**Exercise brief**
Look for "into" in each line of the entries, and return the matching lines.

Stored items
☆ ☆ ☆ ☆
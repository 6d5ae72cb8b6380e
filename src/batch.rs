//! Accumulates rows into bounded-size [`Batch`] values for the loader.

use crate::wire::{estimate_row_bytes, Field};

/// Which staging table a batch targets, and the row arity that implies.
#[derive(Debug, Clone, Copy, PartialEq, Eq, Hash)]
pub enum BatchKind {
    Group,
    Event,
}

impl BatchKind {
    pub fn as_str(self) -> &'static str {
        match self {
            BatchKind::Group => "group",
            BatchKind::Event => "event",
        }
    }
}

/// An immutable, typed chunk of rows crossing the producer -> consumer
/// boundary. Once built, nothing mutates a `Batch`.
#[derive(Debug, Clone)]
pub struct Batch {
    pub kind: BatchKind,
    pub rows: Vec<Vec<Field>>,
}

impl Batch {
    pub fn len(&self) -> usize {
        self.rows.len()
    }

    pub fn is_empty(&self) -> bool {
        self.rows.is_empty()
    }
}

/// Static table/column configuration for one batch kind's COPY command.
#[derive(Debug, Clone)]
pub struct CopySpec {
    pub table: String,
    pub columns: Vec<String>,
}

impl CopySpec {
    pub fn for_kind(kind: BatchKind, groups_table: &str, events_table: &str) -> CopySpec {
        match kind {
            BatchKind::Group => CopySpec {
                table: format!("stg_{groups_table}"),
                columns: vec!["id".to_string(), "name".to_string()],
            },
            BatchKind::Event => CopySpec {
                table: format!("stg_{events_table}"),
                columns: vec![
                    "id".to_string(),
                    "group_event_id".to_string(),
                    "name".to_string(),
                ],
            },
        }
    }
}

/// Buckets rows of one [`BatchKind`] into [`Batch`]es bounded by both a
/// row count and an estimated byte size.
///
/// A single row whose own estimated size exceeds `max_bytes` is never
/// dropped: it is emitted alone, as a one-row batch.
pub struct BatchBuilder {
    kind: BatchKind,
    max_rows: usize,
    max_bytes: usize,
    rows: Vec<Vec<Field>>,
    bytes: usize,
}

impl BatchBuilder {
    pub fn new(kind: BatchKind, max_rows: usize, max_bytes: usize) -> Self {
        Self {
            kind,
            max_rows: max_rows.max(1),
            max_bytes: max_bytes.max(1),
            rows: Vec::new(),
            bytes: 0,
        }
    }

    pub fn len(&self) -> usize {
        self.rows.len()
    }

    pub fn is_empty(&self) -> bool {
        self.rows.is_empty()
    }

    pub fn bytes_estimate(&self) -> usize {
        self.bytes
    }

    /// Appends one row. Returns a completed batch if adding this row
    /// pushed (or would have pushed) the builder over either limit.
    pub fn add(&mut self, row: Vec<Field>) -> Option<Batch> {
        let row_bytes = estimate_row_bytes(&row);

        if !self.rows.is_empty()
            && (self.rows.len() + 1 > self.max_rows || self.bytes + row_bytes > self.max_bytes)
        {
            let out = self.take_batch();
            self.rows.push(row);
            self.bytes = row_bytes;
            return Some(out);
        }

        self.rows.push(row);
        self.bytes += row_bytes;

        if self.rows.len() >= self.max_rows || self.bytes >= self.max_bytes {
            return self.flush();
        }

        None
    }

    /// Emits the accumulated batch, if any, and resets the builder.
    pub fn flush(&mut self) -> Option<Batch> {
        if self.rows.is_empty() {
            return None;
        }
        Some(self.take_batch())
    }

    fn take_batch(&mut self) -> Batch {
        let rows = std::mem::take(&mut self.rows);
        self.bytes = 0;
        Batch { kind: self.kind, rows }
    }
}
☆ ☆ ☆ ☆
**Exercise response**
//! Accumulates rows into bounded-size [`Batch`] values for the loader.
/// Buckets rows of one [`BatchKind`] into [`Batch`]es bounded by both a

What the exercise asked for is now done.